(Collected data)
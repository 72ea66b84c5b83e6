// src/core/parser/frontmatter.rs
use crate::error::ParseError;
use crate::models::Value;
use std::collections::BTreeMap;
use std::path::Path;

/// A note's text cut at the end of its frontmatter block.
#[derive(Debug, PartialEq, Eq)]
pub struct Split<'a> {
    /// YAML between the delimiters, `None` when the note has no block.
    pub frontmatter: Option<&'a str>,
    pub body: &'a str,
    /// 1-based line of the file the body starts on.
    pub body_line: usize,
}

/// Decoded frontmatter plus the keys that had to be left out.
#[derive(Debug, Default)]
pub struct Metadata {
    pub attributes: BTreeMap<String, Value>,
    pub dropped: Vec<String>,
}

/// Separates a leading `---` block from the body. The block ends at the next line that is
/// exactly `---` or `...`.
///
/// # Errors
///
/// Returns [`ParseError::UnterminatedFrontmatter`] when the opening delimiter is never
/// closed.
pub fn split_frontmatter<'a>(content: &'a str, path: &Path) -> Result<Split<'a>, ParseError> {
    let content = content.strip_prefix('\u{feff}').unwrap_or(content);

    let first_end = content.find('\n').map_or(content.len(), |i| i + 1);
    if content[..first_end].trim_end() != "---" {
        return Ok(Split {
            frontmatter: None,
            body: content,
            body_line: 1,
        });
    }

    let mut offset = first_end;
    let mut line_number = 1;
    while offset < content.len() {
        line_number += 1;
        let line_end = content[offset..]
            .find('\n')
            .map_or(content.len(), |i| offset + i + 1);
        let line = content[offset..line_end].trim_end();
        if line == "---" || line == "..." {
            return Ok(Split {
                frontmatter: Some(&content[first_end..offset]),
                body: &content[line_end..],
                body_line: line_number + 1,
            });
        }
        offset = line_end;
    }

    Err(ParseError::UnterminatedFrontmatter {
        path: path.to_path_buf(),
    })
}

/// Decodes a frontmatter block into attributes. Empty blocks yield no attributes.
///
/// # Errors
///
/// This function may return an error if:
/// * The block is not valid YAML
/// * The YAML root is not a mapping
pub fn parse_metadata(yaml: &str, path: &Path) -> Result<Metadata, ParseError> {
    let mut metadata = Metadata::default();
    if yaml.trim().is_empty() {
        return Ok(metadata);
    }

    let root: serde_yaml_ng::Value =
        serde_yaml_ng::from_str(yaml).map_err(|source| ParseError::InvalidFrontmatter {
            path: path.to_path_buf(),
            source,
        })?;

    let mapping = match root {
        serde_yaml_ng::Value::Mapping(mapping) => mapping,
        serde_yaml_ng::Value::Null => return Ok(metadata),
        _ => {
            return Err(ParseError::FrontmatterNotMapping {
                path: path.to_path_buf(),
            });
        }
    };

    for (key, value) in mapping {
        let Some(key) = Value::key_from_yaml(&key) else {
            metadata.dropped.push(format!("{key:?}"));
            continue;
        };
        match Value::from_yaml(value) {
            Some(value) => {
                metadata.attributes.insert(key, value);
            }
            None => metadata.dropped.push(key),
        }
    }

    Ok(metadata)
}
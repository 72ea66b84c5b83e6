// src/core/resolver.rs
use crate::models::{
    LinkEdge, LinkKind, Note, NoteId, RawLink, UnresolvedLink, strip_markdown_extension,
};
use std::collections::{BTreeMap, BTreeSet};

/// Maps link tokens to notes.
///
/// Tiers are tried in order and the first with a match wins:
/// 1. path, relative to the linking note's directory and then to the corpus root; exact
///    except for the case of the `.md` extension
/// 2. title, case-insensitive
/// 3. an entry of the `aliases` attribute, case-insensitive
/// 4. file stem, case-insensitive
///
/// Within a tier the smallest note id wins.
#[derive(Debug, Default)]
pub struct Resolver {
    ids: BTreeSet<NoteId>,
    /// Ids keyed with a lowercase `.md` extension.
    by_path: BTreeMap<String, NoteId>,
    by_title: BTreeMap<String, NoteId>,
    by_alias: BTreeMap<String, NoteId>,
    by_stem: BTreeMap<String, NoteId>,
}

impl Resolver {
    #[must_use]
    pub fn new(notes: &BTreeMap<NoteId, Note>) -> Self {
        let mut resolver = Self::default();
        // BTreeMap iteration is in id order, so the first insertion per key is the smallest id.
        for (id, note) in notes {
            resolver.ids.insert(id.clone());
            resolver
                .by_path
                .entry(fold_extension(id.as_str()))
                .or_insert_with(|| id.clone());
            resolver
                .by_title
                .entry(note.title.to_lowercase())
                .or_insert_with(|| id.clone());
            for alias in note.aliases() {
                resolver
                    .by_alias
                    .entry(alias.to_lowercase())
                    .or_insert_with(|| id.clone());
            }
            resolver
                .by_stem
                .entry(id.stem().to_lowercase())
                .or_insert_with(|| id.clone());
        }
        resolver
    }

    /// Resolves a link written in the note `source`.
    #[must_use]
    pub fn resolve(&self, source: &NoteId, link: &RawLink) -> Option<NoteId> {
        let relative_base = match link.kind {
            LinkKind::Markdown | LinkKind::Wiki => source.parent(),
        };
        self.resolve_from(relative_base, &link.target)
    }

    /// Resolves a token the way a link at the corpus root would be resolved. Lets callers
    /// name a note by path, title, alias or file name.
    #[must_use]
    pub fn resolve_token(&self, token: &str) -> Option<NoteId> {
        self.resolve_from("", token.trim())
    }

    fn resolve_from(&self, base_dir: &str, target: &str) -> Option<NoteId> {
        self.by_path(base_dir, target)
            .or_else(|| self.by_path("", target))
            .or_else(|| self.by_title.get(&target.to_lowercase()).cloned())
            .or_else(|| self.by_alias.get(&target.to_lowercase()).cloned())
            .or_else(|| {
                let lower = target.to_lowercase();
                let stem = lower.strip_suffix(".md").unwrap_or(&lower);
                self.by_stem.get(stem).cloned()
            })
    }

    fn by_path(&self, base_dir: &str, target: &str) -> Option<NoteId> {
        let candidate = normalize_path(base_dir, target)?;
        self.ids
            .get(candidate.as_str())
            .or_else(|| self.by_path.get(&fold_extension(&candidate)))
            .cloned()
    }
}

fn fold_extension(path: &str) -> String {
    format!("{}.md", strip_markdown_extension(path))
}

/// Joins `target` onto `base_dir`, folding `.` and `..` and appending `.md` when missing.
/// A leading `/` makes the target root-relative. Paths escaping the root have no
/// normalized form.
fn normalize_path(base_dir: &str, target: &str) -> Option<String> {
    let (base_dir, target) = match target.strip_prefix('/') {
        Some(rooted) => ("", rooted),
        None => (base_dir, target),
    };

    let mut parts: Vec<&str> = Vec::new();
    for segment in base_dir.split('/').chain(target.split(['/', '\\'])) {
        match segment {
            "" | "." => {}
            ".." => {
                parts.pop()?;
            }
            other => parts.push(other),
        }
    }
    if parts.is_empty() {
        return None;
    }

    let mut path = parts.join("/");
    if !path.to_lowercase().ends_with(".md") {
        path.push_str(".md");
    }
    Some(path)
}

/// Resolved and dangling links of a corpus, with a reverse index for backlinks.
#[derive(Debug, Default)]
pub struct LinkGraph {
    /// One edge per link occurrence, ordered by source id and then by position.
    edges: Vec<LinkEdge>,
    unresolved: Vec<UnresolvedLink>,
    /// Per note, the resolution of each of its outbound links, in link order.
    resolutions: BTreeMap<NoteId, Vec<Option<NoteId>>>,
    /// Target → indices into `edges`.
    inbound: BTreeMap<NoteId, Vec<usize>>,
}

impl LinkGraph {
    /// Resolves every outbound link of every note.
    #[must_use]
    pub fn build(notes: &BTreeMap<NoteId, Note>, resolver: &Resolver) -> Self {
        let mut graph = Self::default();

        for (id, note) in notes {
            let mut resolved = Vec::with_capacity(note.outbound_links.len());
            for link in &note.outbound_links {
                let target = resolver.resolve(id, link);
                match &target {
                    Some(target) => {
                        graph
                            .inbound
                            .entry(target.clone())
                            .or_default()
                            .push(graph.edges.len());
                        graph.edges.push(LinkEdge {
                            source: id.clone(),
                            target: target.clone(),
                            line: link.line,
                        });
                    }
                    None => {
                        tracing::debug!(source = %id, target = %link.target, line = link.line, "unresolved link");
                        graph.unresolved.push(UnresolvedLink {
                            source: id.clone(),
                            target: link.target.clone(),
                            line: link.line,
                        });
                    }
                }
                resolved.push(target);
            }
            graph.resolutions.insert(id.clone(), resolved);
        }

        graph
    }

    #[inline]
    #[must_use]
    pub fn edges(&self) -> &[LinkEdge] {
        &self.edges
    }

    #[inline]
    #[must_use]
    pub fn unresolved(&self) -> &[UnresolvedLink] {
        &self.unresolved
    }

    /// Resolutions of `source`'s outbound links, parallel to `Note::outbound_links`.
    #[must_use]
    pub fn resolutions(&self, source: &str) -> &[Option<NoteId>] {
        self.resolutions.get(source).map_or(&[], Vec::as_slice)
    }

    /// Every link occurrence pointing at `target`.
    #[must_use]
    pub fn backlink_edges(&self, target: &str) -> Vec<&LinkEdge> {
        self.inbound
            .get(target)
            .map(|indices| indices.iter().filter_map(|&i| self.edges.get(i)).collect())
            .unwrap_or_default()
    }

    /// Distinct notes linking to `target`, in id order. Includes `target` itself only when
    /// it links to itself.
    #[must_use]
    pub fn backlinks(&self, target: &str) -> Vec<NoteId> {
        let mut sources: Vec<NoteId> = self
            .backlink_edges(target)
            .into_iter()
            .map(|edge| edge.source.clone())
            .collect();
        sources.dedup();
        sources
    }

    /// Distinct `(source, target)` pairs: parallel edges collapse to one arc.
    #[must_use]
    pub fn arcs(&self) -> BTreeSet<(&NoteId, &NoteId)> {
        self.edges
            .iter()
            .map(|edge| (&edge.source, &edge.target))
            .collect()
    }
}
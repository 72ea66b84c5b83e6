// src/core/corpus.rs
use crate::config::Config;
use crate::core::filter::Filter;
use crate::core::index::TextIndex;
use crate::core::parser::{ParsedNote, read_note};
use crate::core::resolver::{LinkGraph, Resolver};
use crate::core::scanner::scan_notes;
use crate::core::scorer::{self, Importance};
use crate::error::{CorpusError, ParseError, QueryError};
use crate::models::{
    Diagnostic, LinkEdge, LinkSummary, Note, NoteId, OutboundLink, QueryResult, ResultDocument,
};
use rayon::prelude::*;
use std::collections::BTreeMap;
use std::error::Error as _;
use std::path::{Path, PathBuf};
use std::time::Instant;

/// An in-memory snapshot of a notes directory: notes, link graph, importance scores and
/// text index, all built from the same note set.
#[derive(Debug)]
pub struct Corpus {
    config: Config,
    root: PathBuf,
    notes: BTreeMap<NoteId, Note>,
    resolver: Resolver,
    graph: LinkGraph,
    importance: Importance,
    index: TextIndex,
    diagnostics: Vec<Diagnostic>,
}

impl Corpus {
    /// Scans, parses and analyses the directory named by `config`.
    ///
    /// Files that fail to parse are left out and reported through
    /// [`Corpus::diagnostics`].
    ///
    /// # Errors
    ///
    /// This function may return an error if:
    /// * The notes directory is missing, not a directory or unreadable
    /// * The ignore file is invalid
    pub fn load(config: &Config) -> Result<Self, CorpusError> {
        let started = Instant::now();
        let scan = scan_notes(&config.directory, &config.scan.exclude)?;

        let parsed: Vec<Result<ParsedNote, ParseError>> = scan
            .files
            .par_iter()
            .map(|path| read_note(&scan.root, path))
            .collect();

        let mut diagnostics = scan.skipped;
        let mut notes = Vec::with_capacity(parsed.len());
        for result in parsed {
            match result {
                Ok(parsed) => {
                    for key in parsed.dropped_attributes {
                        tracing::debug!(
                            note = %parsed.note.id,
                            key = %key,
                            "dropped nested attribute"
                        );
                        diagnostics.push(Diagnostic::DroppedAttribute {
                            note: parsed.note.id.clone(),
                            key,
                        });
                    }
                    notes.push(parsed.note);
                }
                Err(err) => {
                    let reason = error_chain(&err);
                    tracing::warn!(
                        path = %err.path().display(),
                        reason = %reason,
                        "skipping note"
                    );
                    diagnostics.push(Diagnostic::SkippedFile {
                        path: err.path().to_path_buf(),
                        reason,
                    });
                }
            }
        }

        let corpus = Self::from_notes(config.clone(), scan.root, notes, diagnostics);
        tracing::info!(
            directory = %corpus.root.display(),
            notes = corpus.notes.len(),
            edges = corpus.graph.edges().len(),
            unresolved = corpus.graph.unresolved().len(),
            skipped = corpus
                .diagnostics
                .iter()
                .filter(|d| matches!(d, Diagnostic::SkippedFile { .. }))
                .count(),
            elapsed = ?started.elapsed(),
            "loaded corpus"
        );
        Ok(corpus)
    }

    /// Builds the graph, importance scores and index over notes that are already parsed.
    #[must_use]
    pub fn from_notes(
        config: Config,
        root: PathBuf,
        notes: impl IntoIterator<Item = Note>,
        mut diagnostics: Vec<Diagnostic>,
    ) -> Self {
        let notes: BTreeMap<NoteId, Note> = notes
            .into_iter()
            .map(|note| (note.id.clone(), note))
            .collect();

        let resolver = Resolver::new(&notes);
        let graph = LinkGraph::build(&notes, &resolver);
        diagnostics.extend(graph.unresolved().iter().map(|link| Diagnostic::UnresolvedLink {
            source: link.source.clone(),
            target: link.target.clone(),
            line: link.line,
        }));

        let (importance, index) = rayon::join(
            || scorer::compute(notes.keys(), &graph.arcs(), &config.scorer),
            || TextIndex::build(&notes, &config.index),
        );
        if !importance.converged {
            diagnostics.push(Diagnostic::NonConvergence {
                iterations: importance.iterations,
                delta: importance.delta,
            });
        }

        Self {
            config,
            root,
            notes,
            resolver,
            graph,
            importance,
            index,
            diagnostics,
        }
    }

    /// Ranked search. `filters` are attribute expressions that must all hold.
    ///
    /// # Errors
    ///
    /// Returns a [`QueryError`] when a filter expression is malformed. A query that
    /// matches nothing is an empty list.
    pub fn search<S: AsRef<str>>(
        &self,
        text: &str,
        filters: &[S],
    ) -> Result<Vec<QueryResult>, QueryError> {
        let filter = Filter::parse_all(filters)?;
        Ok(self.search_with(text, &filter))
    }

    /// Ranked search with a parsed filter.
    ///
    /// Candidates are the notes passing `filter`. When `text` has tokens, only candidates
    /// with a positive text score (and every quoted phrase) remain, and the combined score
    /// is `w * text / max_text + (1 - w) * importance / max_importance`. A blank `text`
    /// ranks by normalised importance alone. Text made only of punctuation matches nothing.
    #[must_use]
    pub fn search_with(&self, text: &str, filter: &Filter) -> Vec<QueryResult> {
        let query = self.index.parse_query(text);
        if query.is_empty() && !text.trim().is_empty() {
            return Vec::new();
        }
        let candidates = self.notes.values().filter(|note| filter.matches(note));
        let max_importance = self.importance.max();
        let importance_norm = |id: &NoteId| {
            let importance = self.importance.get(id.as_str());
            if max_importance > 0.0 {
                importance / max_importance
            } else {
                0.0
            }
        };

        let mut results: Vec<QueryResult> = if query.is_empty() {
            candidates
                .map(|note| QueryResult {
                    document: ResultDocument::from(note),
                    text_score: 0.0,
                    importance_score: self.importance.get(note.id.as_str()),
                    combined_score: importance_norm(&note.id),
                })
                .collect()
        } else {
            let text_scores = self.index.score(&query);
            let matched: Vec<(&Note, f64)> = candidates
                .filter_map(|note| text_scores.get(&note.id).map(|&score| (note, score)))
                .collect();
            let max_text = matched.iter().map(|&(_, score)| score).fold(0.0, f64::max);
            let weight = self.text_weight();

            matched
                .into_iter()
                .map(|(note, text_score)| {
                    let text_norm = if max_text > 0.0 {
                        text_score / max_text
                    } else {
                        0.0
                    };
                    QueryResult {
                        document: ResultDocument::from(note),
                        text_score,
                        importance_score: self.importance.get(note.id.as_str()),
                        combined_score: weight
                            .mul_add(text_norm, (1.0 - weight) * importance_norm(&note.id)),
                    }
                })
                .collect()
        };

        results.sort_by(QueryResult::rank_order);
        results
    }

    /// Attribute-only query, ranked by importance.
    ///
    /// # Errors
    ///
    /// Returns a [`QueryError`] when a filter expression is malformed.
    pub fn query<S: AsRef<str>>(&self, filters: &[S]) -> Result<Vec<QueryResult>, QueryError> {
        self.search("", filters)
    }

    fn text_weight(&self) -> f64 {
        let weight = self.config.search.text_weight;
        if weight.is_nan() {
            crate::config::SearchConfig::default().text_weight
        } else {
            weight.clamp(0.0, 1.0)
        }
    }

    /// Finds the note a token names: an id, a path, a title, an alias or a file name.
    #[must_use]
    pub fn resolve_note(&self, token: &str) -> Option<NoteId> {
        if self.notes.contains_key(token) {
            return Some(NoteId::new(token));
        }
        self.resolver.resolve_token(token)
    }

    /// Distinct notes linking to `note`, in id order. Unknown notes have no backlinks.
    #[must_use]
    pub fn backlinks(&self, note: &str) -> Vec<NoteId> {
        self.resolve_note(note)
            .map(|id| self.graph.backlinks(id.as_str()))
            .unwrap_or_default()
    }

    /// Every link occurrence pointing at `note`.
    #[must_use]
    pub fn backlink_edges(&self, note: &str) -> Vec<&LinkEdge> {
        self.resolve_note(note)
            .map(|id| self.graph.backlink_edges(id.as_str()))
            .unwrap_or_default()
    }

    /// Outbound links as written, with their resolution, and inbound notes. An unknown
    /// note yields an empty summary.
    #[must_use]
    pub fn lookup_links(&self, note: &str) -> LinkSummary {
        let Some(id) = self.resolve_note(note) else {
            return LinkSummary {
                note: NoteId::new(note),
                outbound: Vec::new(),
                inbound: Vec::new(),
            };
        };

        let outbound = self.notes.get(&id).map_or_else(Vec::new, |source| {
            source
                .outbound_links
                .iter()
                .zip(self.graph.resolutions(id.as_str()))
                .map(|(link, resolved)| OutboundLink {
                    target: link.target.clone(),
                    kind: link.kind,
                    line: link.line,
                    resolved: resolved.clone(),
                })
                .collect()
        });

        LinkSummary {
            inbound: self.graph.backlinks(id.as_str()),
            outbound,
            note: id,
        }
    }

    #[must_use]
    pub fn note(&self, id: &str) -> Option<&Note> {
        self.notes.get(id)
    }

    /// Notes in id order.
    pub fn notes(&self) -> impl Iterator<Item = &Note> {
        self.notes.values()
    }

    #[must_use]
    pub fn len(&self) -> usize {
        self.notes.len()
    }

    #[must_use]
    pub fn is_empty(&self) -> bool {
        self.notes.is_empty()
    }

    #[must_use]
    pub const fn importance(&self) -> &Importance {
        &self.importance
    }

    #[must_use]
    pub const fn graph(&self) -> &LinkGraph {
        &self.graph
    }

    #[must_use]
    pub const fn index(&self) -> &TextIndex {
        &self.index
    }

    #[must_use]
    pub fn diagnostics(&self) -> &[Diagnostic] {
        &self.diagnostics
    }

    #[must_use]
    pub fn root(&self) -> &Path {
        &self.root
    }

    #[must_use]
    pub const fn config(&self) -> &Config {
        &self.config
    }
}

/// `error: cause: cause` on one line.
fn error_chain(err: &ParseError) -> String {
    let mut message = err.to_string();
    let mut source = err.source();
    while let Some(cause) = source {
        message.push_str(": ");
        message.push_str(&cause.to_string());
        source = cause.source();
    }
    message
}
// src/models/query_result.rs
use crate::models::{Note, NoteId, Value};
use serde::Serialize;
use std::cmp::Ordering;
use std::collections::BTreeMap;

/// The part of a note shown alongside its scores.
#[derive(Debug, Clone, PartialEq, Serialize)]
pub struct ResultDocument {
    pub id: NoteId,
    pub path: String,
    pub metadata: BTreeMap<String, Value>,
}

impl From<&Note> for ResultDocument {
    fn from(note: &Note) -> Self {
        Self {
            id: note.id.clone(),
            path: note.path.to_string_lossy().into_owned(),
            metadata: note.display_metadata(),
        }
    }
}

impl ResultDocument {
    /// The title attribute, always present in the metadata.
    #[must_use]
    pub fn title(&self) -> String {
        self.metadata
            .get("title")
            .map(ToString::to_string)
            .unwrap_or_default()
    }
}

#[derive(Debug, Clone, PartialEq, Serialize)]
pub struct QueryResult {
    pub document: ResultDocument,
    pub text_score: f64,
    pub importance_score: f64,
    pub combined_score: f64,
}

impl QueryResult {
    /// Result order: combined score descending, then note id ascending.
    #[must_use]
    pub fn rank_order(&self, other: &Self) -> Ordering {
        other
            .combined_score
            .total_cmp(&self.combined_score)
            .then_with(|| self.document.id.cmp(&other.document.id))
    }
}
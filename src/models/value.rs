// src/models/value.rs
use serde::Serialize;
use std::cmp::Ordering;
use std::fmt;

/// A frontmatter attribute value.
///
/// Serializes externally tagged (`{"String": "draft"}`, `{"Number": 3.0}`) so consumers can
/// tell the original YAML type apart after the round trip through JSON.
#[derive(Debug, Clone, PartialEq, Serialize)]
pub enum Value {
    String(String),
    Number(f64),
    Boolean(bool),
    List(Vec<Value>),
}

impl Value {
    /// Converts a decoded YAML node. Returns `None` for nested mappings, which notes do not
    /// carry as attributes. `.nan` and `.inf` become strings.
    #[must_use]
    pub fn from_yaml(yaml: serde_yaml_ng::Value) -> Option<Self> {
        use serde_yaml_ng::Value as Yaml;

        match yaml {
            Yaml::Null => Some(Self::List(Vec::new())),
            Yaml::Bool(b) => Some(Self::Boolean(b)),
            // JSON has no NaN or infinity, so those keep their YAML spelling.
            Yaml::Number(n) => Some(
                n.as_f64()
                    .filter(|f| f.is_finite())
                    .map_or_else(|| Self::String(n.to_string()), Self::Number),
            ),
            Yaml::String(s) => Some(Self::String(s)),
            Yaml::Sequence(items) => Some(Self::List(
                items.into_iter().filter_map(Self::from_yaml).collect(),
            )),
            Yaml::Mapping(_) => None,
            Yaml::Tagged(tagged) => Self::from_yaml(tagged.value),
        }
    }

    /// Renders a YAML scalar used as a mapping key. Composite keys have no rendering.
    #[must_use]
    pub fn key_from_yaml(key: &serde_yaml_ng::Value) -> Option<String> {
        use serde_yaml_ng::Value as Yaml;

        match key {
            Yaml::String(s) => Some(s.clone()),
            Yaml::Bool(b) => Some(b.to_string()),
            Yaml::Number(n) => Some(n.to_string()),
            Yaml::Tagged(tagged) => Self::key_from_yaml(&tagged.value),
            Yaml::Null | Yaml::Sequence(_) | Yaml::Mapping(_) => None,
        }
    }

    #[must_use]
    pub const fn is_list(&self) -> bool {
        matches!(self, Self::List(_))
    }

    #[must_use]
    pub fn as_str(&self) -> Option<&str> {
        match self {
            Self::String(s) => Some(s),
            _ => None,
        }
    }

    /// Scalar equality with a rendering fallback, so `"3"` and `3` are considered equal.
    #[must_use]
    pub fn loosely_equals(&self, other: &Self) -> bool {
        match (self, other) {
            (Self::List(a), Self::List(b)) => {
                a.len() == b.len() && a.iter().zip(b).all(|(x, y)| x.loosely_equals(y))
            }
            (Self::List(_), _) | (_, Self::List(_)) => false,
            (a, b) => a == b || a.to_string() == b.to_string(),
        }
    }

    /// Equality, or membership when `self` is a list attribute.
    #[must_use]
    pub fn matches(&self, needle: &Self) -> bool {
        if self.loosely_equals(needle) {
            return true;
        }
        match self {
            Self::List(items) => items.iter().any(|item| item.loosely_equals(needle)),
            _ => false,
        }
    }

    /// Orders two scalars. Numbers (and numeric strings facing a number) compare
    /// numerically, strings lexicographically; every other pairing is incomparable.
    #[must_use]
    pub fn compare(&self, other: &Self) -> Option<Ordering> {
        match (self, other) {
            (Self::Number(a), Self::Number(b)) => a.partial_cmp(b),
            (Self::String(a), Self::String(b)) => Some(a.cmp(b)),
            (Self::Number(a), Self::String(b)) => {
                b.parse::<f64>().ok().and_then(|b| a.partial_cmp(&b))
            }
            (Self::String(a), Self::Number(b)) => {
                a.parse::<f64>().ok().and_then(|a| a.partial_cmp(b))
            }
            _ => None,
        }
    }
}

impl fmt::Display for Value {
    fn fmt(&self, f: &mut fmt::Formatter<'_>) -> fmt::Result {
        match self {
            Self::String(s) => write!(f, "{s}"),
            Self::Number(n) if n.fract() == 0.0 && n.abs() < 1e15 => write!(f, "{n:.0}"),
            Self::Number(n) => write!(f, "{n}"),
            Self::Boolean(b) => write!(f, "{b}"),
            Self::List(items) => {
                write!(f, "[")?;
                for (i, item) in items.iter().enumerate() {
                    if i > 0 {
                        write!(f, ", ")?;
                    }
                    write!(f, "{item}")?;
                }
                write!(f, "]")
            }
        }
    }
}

_TASK BRIEF_
Scan the data above for the word "Distinct". Copy every line in which it is found.

_RESPONSE AREA_
    /// Distinct notes linking to `target`, in id order. Includes `target` itself only when
    /// Distinct `(source, target)` pairs: parallel edges collapse to one arc.
    /// Distinct notes linking to `note`, in id order. Unknown notes have no backlinks.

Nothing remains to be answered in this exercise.